I finally finished the third level of improvisational comedy classes at the Brave New Institute. I was extremely fortunate to have the fabulous, talented, and wise-beyond-her-years Lauren Anderson as my instructor. Lauren embodies one of the reasons I chose to study at BNI (aside from the fact that it was one of the only and seemingly most reputable long-form improv schools): the white light.
The White Light is, as explained in the Student Manual you receive upon your first BNI class, that space we pass through now and then where there is no thought, no identity, just purity, blankness. As an improviser, one passes through this space more often and if you're really good at your craft, you can go there very easily and return every day. It's a meditative space. You get it.
So Lauren has been talking to us about "I don't know." Her theory - and I regard it as the truth - is that we *do* know. When we say "I don't know," we're avoiding the answer for one reason or another. Specifically on stage in improvisation, you *know.* You always know what the other person on stage is talking about because that's how the scene progresses. Asking questions puts too much on your scene partner because you're making them do all the work by giving you the answers. Simply, the answers are already there; they're anything you want them to be.

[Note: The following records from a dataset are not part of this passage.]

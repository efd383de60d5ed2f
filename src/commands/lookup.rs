/*
 *  SteamLadder bot - Discord bot for looking up SteamLadder profiles within Discord.
 *  Copyright (C) 2025  Manuel de Castro
 *
 *  This program is free software: you can redistribute it and/or modify
 *  it under the terms of the GNU General Public License as published by
 *  the Free Software Foundation, either version 3 of the License, or
 *  (at your option) any later version.
 *
 *  This program is distributed in the hope that it will be useful,
 *  but WITHOUT ANY WARRANTY; without even the implied warranty of
 *  MERCHANTABILITY or FITNESS FOR A PARTICULAR PURPOSE.  See the
 *  GNU General Public License for more details.
 *
 *  You should have received a copy of the GNU General Public License
 *  along with this program.  If not, see <https://www.gnu.org/licenses/>.
 */
use crate::api::ApiError;
use crate::query::{Identity, UpdateRequest};
use crate::render::{View, ViewKind};
use crate::{Context, Data, Error};
use poise::serenity_prelude::UserId;
use poise::CreateReply;

/**
 * Resolves the arguments of a lookup command, fetches the profile from SteamLadder, and renders
 * the requested view of it.
 */
pub async fn run_lookup(
    data: &Data,
    invoker: UserId,
    query: Option<&str>,
    update: Option<&str>,
    kind: ViewKind,
) -> Result<View, ApiError> {
    let identity = Identity::resolve(query, invoker);
    let update = UpdateRequest::resolve(update, invoker, data.admins());
    tracing::debug!(%identity, ?update, ?kind, "Resolved lookup");

    let profile = data.api().fetch_profile(&identity, update).await?;

    Ok(kind.render(&profile))
}

/**
 * Runs a lookup on behalf of the command's author, and replies with the embed, or with the error
 * message if the lookup failed.
 */
async fn reply_lookup(
    ctx: Context<'_>,
    query: Option<String>,
    update: Option<String>,
    kind: ViewKind,
) -> Result<(), Error> {
    // SteamLadder may take a while to answer, specially for updates:
    ctx.defer_ephemeral().await?;

    let res = run_lookup(
        ctx.data(),
        ctx.author().id,
        query.as_deref(),
        update.as_deref(),
        kind,
    )
    .await;

    match res {
        Ok(view) => {
            ctx.send(CreateReply::default().embed(view.into())).await?;
        }
        Err(e) => {
            tracing::info!(error = %e, ?kind, "Lookup failed");
            ctx.say(e.to_string()).await?;
        }
    }

    Ok(())
}

#[poise::command(
    slash_command,
    ephemeral,
    description_localized("en-US", "Get the worldwide, regional and national ranks of a user."),
    description_localized("es-ES", "Obtener los rankings mundial, regional y nacional de un usuario.")
)]
#[steamladder::log_cmd]
pub async fn rank(
    ctx: Context<'_>,
    #[description = "Discord mention, SteamID64 or Steam custom URL name. Yourself by default."]
    query: Option<String>,
    #[description = "Type `update` to refresh the profile on SteamLadder first."]
    update: Option<String>,
) -> Result<(), Error> {
    reply_lookup(ctx, query, update, ViewKind::Rank).await
}

#[poise::command(
    slash_command,
    ephemeral,
    description_localized("en-US", "View a profile summary of a user."),
    description_localized("es-ES", "Ver un resumen del perfil de un usuario.")
)]
#[steamladder::log_cmd]
pub async fn profile(
    ctx: Context<'_>,
    #[description = "Discord mention, SteamID64 or Steam custom URL name. Yourself by default."]
    query: Option<String>,
    #[description = "Type `update` to refresh the profile on SteamLadder first."]
    update: Option<String>,
) -> Result<(), Error> {
    reply_lookup(ctx, query, update, ViewKind::Profile).await
}

#[poise::command(
    slash_command,
    ephemeral,
    description_localized("en-US", "View the value of a user's Steam account."),
    description_localized("es-ES", "Ver el valor de la cuenta de Steam de un usuario.")
)]
#[steamladder::log_cmd]
pub async fn value(
    ctx: Context<'_>,
    #[description = "Discord mention, SteamID64 or Steam custom URL name. Yourself by default."]
    query: Option<String>,
    #[description = "Type `update` to refresh the profile on SteamLadder first."]
    update: Option<String>,
) -> Result<(), Error> {
    reply_lookup(ctx, query, update, ViewKind::Value).await
}

#[poise::command(
    slash_command,
    ephemeral,
    description_localized("en-US", "View the privacy settings and bans of a user."),
    description_localized("es-ES", "Ver la privacidad y los baneos de un usuario.")
)]
#[steamladder::log_cmd]
pub async fn status(
    ctx: Context<'_>,
    #[description = "Discord mention, SteamID64 or Steam custom URL name. Yourself by default."]
    query: Option<String>,
    #[description = "Type `update` to refresh the profile on SteamLadder first."]
    update: Option<String>,
) -> Result<(), Error> {
    reply_lookup(ctx, query, update, ViewKind::Status).await
}

#[cfg(test)]
mod tests {
    use super::*;
    use crate::api::SteamLadderClient;
    use httpmock::prelude::*;
    use std::collections::HashSet;
    use std::time::Duration;

    const INVOKER: u64 = 4242;
    const ADMIN: u64 = 1;

    fn data(server: &MockServer) -> Data {
        let api = SteamLadderClient::new(&server.base_url(), "token", Duration::from_secs(5))
            .unwrap();
        Data::new(api, HashSet::from([UserId::new(ADMIN)]))
    }

    #[tokio::test]
    async fn test_defaults_to_invoker() {
        let server = MockServer::start_async().await;
        let mock = server
            .mock_async(|when, then| {
                when.method(GET).path("/v2/discord/4242/");
                then.status(200)
                    .body(r#"{"steam": {"name": "Me", "extra": {"level": 5}}}"#);
            })
            .await;

        let view = run_lookup(
            &data(&server),
            UserId::new(INVOKER),
            None,
            None,
            ViewKind::Profile,
        )
        .await
        .unwrap();

        assert_eq!(view.author_name(), "Me");
        assert_eq!(view.field("Level"), Some("5"));
        mock.assert_async().await;
    }

    #[tokio::test]
    async fn test_not_found_reply() {
        let server = MockServer::start_async().await;
        server
            .mock_async(|when, then| {
                when.path("/v2/steam/nobody/");
                then.status(404).body("{}");
            })
            .await;

        let err = run_lookup(
            &data(&server),
            UserId::new(INVOKER),
            Some("nobody"),
            None,
            ViewKind::Rank,
        )
        .await
        .unwrap_err();

        assert_eq!(err.to_string(), "Profile not found.");
    }

    #[tokio::test]
    async fn test_non_admin_update_is_not_forced() {
        let server = MockServer::start_async().await;
        let mock = server
            .mock_async(|when, then| {
                when.method(POST)
                    .path("/v2/profile/76561198025095947/")
                    .query_param("force", "false");
                then.status(200).body("{}");
            })
            .await;

        run_lookup(
            &data(&server),
            UserId::new(INVOKER),
            Some("76561198025095947"),
            Some("update"),
            ViewKind::Value,
        )
        .await
        .unwrap();

        mock.assert_async().await;
    }

    #[tokio::test]
    async fn test_admin_update_is_forced() {
        let server = MockServer::start_async().await;
        let mock = server
            .mock_async(|when, then| {
                when.method(POST)
                    .path("/v2/discord/777/")
                    .query_param("force", "true");
                then.status(200).body("{}");
            })
            .await;

        run_lookup(
            &data(&server),
            UserId::new(ADMIN),
            Some("<@!777>"),
            Some("update"),
            ViewKind::Status,
        )
        .await
        .unwrap();

        mock.assert_async().await;
    }
}
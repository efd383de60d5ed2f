/*
 *  SteamLadder bot - Discord bot for looking up SteamLadder profiles within Discord.
 *  Copyright (C) 2025  Manuel de Castro
 *
 *  This program is free software: you can redistribute it and/or modify
 *  it under the terms of the GNU General Public License as published by
 *  the Free Software Foundation, either version 3 of the License, or
 *  (at your option) any later version.
 *
 *  This program is distributed in the hope that it will be useful,
 *  but WITHOUT ANY WARRANTY; without even the implied warranty of
 *  MERCHANTABILITY or FITNESS FOR A PARTICULAR PURPOSE.  See the
 *  GNU General Public License for more details.
 *
 *  You should have received a copy of the GNU General Public License
 *  along with this program.  If not, see <https://www.gnu.org/licenses/>.
 */
use crate::profile::ProfileResponse;
use crate::query::{Identity, UpdateRequest};
use reqwest::{Method, StatusCode};
use serde::Deserialize;
use std::time::Duration;
use thiserror::Error;

/// Failures of a SteamLadder lookup.
///
/// The messages are sent as-is to the user who ran the command.
#[derive(Debug, Error, PartialEq, Eq)]
pub enum ApiError {
    #[error("Profile not found.")]
    NotFound,
    #[error("{0}")]
    RemoteError(String),
    #[error("Steam Ladder is busy, try again later.")]
    Busy,
    #[error("I could not process this request.")]
    RequestFailed,
}

/// Error body of SteamLadder's API.
#[derive(Deserialize)]
struct ErrorBody {
    error: Option<serde_json::Value>,
    detail: Option<serde_json::Value>,
}

impl ErrorBody {
    fn message(self) -> Option<String> {
        let value = self.error.or(self.detail)?;
        match value {
            serde_json::Value::String(msg) => Some(msg),
            serde_json::Value::Null => None,
            other => Some(other.to_string()),
        }
    }
}

const UNKNOWN_ERROR: &str = "Unknown error";

/**
 * Client for the profile endpoints of SteamLadder's API (version 2).
 *
 * Holds the HTTP connection pool, so it is built once and shared by every command.
 */
#[derive(Debug, Clone)]
pub struct SteamLadderClient {
    http: reqwest::Client,
    base_url: String,
    token: String,
}

impl SteamLadderClient {
    pub fn new(base_url: &str, token: &str, timeout: Duration) -> Result<Self, reqwest::Error> {
        let http = reqwest::Client::builder().timeout(timeout).build()?;

        Ok(Self {
            http,
            base_url: base_url.trim_end_matches('/').to_string(),
            token: token.to_string(),
        })
    }

    /// Path of the profile endpoint for an identity, without the version prefix.
    pub fn profile_path(identity: &Identity) -> String {
        let method = match identity {
            Identity::DiscordMention(_) => "discord",
            Identity::SteamId64(_) => "profile",
            Identity::SteamVanity(_) => "steam",
        };

        format!("{}/{}", method, identity.lookup())
    }

    /**
     * Fetches a profile from SteamLadder.
     *
     * Updates are requested with a POST, plain lookups with a GET. There is exactly one attempt.
     */
    pub async fn fetch_profile(
        &self,
        identity: &Identity,
        update: UpdateRequest,
    ) -> Result<ProfileResponse, ApiError> {
        let method = if update.update {
            Method::POST
        } else {
            Method::GET
        };
        let path = Self::profile_path(identity);
        let url = format!("{}/v2/{}/", self.base_url, path);

        tracing::info!(%method, %path, force = update.force, "Requesting SteamLadder profile");

        let response = self
            .http
            .request(method, &url)
            .header(reqwest::header::AUTHORIZATION, format!("Token {}", self.token))
            .query(&[("force", update.force)])
            .send()
            .await
            .map_err(transport_error)?;

        let status = response.status();
        let body = response.text().await.map_err(transport_error)?;

        match status {
            StatusCode::OK => serde_json::from_str(&body).map_err(|e| {
                tracing::error!(error = %e, %path, "SteamLadder returned an unreadable profile");
                ApiError::RequestFailed
            }),
            StatusCode::NOT_FOUND => Err(ApiError::NotFound),
            _ => Err(ApiError::RemoteError(error_message(status, &body))),
        }
    }
}

/// Classifies a failure of the HTTP request itself.
fn transport_error(e: reqwest::Error) -> ApiError {
    if e.is_timeout() {
        tracing::warn!(error = %e, "SteamLadder request timed out");
        ApiError::Busy
    } else {
        tracing::error!(error = %e, "SteamLadder request failed");
        ApiError::RequestFailed
    }
}

/// Extracts the `error` (or else `detail`) message of an error response.
fn error_message(status: StatusCode, body: &str) -> String {
    match serde_json::from_str::<ErrorBody>(body) {
        Ok(err) => err.message().unwrap_or_else(|| {
            tracing::error!(%status, body, "SteamLadder error without a message");
            UNKNOWN_ERROR.to_string()
        }),
        Err(e) => {
            tracing::error!(%status, error = %e, "Could not parse SteamLadder error body");
            UNKNOWN_ERROR.to_string()
        }
    }
}

#[cfg(test)]
mod tests {
    use super::*;
    use httpmock::prelude::*;
    use serenity::all::UserId;

    const TOKEN: &str = "secret-token";

    fn client(server: &MockServer) -> SteamLadderClient {
        SteamLadderClient::new(&server.base_url(), TOKEN, Duration::from_secs(5)).unwrap()
    }

    fn vanity(name: &str) -> Identity {
        Identity::SteamVanity(name.to_string())
    }

    #[test]
    fn test_profile_paths() {
        assert_eq!(
            SteamLadderClient::profile_path(&Identity::DiscordMention(UserId::new(99))),
            "discord/99"
        );
        assert_eq!(
            SteamLadderClient::profile_path(&Identity::SteamId64("76561198025095947".into())),
            "profile/76561198025095947"
        );
        assert_eq!(SteamLadderClient::profile_path(&vanity("bob")), "steam/bob");
    }

    #[test]
    fn test_error_messages() {
        assert_eq!(ApiError::NotFound.to_string(), "Profile not found.");
        assert_eq!(ApiError::RemoteError("Nope".into()).to_string(), "Nope");
        assert_eq!(
            ApiError::Busy.to_string(),
            "Steam Ladder is busy, try again later."
        );
        assert_eq!(
            ApiError::RequestFailed.to_string(),
            "I could not process this request."
        );
    }

    #[tokio::test]
    async fn test_get_profile() {
        let server = MockServer::start_async().await;
        let mock = server
            .mock_async(|when, then| {
                when.method(GET)
                    .path("/v2/profile/76561198025095947/")
                    .query_param("force", "false")
                    .header("Authorization", "Token secret-token");
                then.status(200)
                    .header("content-type", "application/json")
                    .body(r#"{"steam": {"name": "Bommels"}, "steamladder": {}}"#);
            })
            .await;

        let profile = client(&server)
            .fetch_profile(
                &Identity::SteamId64("76561198025095947".to_string()),
                UpdateRequest::default(),
            )
            .await
            .unwrap();

        assert_eq!(profile.steam().name().as_deref(), Some("Bommels"));
        mock.assert_async().await;
    }

    #[tokio::test]
    async fn test_update_is_a_post() {
        let server = MockServer::start_async().await;
        let mock = server
            .mock_async(|when, then| {
                when.method(POST)
                    .path("/v2/discord/1234/")
                    .query_param("force", "true");
                then.status(200).body("{}");
            })
            .await;

        let update = UpdateRequest {
            update: true,
            force: true,
        };
        client(&server)
            .fetch_profile(&Identity::DiscordMention(UserId::new(1234)), update)
            .await
            .unwrap();

        mock.assert_async().await;
    }

    #[tokio::test]
    async fn test_not_found() {
        let server = MockServer::start_async().await;
        server
            .mock_async(|when, then| {
                when.path("/v2/steam/ghost/");
                then.status(404).body(r#"{"detail": "Not found."}"#);
            })
            .await;

        let err = client(&server)
            .fetch_profile(&vanity("ghost"), UpdateRequest::default())
            .await
            .unwrap_err();
        assert_eq!(err, ApiError::NotFound);
    }

    #[tokio::test]
    async fn test_remote_error_field() {
        let server = MockServer::start_async().await;
        server
            .mock_async(|when, then| {
                when.path("/v2/steam/bob/");
                then.status(429)
                    .body(r#"{"error": "Profile was updated recently.", "detail": "ignored"}"#);
            })
            .await;

        let err = client(&server)
            .fetch_profile(&vanity("bob"), UpdateRequest::default())
            .await
            .unwrap_err();
        assert_eq!(
            err,
            ApiError::RemoteError("Profile was updated recently.".to_string())
        );
    }

    #[tokio::test]
    async fn test_remote_detail_field() {
        let server = MockServer::start_async().await;
        server
            .mock_async(|when, then| {
                when.path("/v2/steam/bob/");
                then.status(401).body(r#"{"detail": "Invalid token."}"#);
            })
            .await;

        let err = client(&server)
            .fetch_profile(&vanity("bob"), UpdateRequest::default())
            .await
            .unwrap_err();
        assert_eq!(err, ApiError::RemoteError("Invalid token.".to_string()));
    }

    #[tokio::test]
    async fn test_unreadable_error_body() {
        let server = MockServer::start_async().await;
        server
            .mock_async(|when, then| {
                when.path("/v2/steam/bob/");
                then.status(500).body("<html>Internal Server Error</html>");
            })
            .await;

        let err = client(&server)
            .fetch_profile(&vanity("bob"), UpdateRequest::default())
            .await
            .unwrap_err();
        assert_eq!(err, ApiError::RemoteError("Unknown error".to_string()));
    }

    #[tokio::test]
    async fn test_error_body_without_message() {
        let server = MockServer::start_async().await;
        server
            .mock_async(|when, then| {
                when.path("/v2/steam/bob/");
                then.status(400).body(r#"{"something": "else"}"#);
            })
            .await;

        let err = client(&server)
            .fetch_profile(&vanity("bob"), UpdateRequest::default())
            .await
            .unwrap_err();
        assert_eq!(err, ApiError::RemoteError("Unknown error".to_string()));
    }

    #[tokio::test]
    async fn test_unreadable_profile() {
        let server = MockServer::start_async().await;
        server
            .mock_async(|when, then| {
                when.path("/v2/steam/bob/");
                then.status(200).body("not json");
            })
            .await;

        let err = client(&server)
            .fetch_profile(&vanity("bob"), UpdateRequest::default())
            .await
            .unwrap_err();
        assert_eq!(err, ApiError::RequestFailed);
    }

    #[tokio::test]
    async fn test_timeout_is_busy() {
        let server = MockServer::start_async().await;
        server
            .mock_async(|when, then| {
                when.path("/v2/steam/slow/");
                then.status(200).body("{}").delay(Duration::from_secs(2));
            })
            .await;

        let client =
            SteamLadderClient::new(&server.base_url(), TOKEN, Duration::from_millis(100)).unwrap();
        let err = client
            .fetch_profile(&vanity("slow"), UpdateRequest::default())
            .await
            .unwrap_err();
        assert_eq!(err, ApiError::Busy);
    }

    #[tokio::test]
    async fn test_connection_failure() {
        // Nothing listens on port 1.
        let client =
            SteamLadderClient::new("http://127.0.0.1:1", TOKEN, Duration::from_secs(5)).unwrap();
        let err = client
            .fetch_profile(&vanity("bob"), UpdateRequest::default())
            .await
            .unwrap_err();
        assert_eq!(err, ApiError::RequestFailed);
    }
}
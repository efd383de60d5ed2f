/*
 *  SteamLadder bot - Discord bot for looking up SteamLadder profiles within Discord.
 *  Copyright (C) 2025  Manuel de Castro
 *
 *  This program is free software: you can redistribute it and/or modify
 *  it under the terms of the GNU General Public License as published by
 *  the Free Software Foundation, either version 3 of the License, or
 *  (at your option) any later version.
 *
 *  This program is distributed in the hope that it will be useful,
 *  but WITHOUT ANY WARRANTY; without even the implied warranty of
 *  MERCHANTABILITY or FITNESS FOR A PARTICULAR PURPOSE.  See the
 *  GNU General Public License for more details.
 *
 *  You should have received a copy of the GNU General Public License
 *  along with this program.  If not, see <https://www.gnu.org/licenses/>.
 */
mod api;
mod commands;
mod config;
mod profile;
mod query;
mod render;
mod utils;

use crate::api::SteamLadderClient;
use crate::config::BotConfig;
use getset::Getters;
use poise::serenity_prelude as serenity;
use serenity::UserId;
use std::collections::HashSet;

/* Poise-required data types: */

type Error = Box<dyn std::error::Error + Send + Sync>;
type Context<'a> = poise::Context<'a, Data, Error>;

/**
 * Application context, built once at startup and shared (read-only) by every command.
 */
#[derive(Getters)]
pub struct Data {
    /// Client for SteamLadder's API.
    #[getset(get = "pub")]
    api: SteamLadderClient,
    /// Users allowed to force profile updates and run admin commands.
    #[getset(get = "pub")]
    admins: HashSet<UserId>,
}

impl Data {
    pub fn new(api: SteamLadderClient, admins: HashSet<UserId>) -> Self {
        Self { api, admins }
    }

    pub fn is_admin(&self, user: UserId) -> bool {
        self.admins.contains(&user)
    }
}

async fn event_handler(
    ctx: &serenity::Context,
    event: &serenity::FullEvent,
    _framework: poise::FrameworkContext<'_, Data, Error>,
    _data: &Data,
) -> Result<(), Error> {
    match event {
        // Ready (bot is started):
        serenity::FullEvent::Ready { data_about_bot, .. } => {
            tracing::info!(
                user = %data_about_bot.user.tag(),
                guilds = data_about_bot.guilds.len(),
                "Bot is connected"
            );

            ctx.set_presence(
                Some(serenity::ActivityData::watching("/sl profile")),
                serenity::OnlineStatus::Online,
            );
        }
        // Guild create (the bot joins a new server):
        serenity::FullEvent::GuildCreate { guild, is_new } => {
            if *is_new == Some(true) {
                tracing::info!(guild = %guild.name, guild_id = %guild.id, "Joined a new guild");
            }
        }
        _ => {}
    }

    Ok(())
}

#[tokio::main]
async fn main() -> Result<(), Error> {
    let subscriber = tracing_subscriber::fmt()
        .with_env_filter(
            tracing_subscriber::EnvFilter::try_from_default_env()
                .unwrap_or_else(|_| tracing_subscriber::EnvFilter::new("info")),
        )
        .finish();
    tracing::subscriber::set_global_default(subscriber)?;

    let config = BotConfig::load().inspect_err(|e| {
        tracing::error!(error = %e, "Invalid configuration");
    })?;

    // Both tokens are checked to be present while loading the configuration.
    let token = config.discord_token.clone().unwrap_or_default();
    let api = SteamLadderClient::new(
        &config.api_url,
        config.steamladder_token.as_deref().unwrap_or_default(),
        config.timeout(),
    )?;
    let admins = config.admin_ids.clone();

    tracing::info!(
        api_url = %config.api_url,
        admins = admins.len(),
        timeout_s = config.timeout_s,
        "Configuration loaded"
    );

    let intents = serenity::GatewayIntents::non_privileged();

    let framework = poise::Framework::builder()
        .options(poise::FrameworkOptions {
            commands: commands::all(),
            event_handler: |ctx, event, framework, data| {
                Box::pin(event_handler(ctx, event, framework, data))
            },
            ..Default::default()
        })
        .setup(|ctx, _ready, framework| {
            Box::pin(async move {
                poise::builtins::register_globally(ctx, &framework.options().commands).await?;
                tracing::info!("Commands registered");
                Ok(Data::new(api, admins))
            })
        })
        .build();

    let mut client = serenity::Client::builder(token, intents)
        .framework(framework) // For command handling, using poise.
        .await?;

    client.start().await?;

    Ok(())
}
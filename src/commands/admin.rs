/*
 *  SteamLadder bot - Discord bot for looking up SteamLadder profiles within Discord.
 *  Copyright (C) 2025  Manuel de Castro
 *
 *  This program is free software: you can redistribute it and/or modify
 *  it under the terms of the GNU General Public License as published by
 *  the Free Software Foundation, either version 3 of the License, or
 *  (at your option) any later version.
 *
 *  This program is distributed in the hope that it will be useful,
 *  but WITHOUT ANY WARRANTY; without even the implied warranty of
 *  MERCHANTABILITY or FITNESS FOR A PARTICULAR PURPOSE.  See the
 *  GNU General Public License for more details.
 *
 *  You should have received a copy of the GNU General Public License
 *  along with this program.  If not, see <https://www.gnu.org/licenses/>.
 */
use crate::{Context, Error};

/// Number of guilds listed by `admin guilds`.
const LISTED_GUILDS: usize = 10;

/**
 * Builds the reply of `admin guilds`: how many guilds the bot is in, and the largest ones.
 */
pub fn guilds_summary(mut guilds: Vec<(String, u64)>) -> String {
    guilds.sort_by(|a, b| b.1.cmp(&a.1).then_with(|| a.0.cmp(&b.0)));

    let header = format!("I am in {} servers!", guilds.len());
    if guilds.is_empty() {
        return header;
    }

    let list = guilds
        .iter()
        .take(LISTED_GUILDS)
        .map(|(name, members)| format!("{} | Members: {}", name, members))
        .collect::<Vec<_>>()
        .join("\n");

    format!("{}\n```\n{}\n```", header, list)
}

#[poise::command(
    slash_command,
    ephemeral,
    description_localized("en-US", "Administrator commands."),
    description_localized("es-ES", "Comandos de administración.")
)]
#[steamladder::log_cmd]
pub async fn admin(
    ctx: Context<'_>,
    #[description = "Administrator command to run (e.g. `guilds`)."] command: String,
) -> Result<(), Error> {
    if !ctx.data().is_admin(ctx.author().id) {
        tracing::warn!(
            author_id = %ctx.author().id,
            command = %command,
            "Ignoring admin command from a non-admin user"
        );
        return Ok(());
    }

    match command.trim() {
        "guilds" => {
            // Cache references must be released before awaiting:
            let guilds = {
                let cache = ctx.cache();
                cache
                    .guilds()
                    .into_iter()
                    .filter_map(|gid| {
                        cache
                            .guild(gid)
                            .map(|g| (g.name.clone(), g.member_count))
                    })
                    .collect::<Vec<_>>()
            };

            ctx.say(guilds_summary(guilds)).await?;
        }
        other => {
            ctx.say(format!("Unknown admin command `{}`.", other))
                .await?;
        }
    }

    Ok(())
}

#[cfg(test)]
mod tests {
    use super::*;

    #[test]
    fn test_guilds_summary_sorted_by_members() {
        let reply = guilds_summary(vec![
            ("Small".to_string(), 10),
            ("Big".to_string(), 5000),
            ("Medium".to_string(), 300),
        ]);

        assert_eq!(
            reply,
            "I am in 3 servers!\n```\nBig | Members: 5000\nMedium | Members: 300\nSmall | Members: 10\n```"
        );
    }

    #[test]
    fn test_guilds_summary_lists_largest_only() {
        let guilds = (0..25u64).map(|i| (format!("g{}", i), i)).collect();
        let reply = guilds_summary(guilds);

        assert!(reply.starts_with("I am in 25 servers!"));
        assert_eq!(reply.matches("| Members:").count(), LISTED_GUILDS);
        assert!(reply.contains("g24 | Members: 24"));
        assert!(!reply.contains("g14 | Members: 14"));
    }

    #[test]
    fn test_guilds_summary_empty() {
        assert_eq!(guilds_summary(Vec::new()), "I am in 0 servers!");
    }
}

It hit me last night that the biggest "I don't know" in my life that I'm aware of is the answer to the question, "What do I want to do with my life?" And already, as I finished typing that sentence, I totally know what the answer is.
I want to make art.
I want to encourage everyone else to make art.
I want to spread love, creativity, hope, and laughter.
Mainstream American culture, the one that's hardest to escape, really wants me to define this in the form of a vocation, and that's where I get hung up.
I want to act
I want to draw
I want to play music
I want to make jokes
I want to teach
I want to improvise
I want to administrate
I want to run
I want to stretch
I want to travel
I want to make money
I want to be healthy
I want to collaborate
I want to perform
And in writing that list, I thought I was going to end it with "SEE? there's TOO MUCH I want to do." But I can do all that. But how to do it simply and fit it all in without stress? How to do it all and not have to have a day job? How can I love my life every minute of the day?
I don't know.
Yeah, that's bullshit too.
Just re-reading my 3 simple objectives (the first ones) makes me feel so much better about my life and my endeavors and my future. Because I think I have been living those 3 objectives; I have already achieved them on some level. But they're not destinations, they're Being and Doing. It's nice to know I've been doing it all along.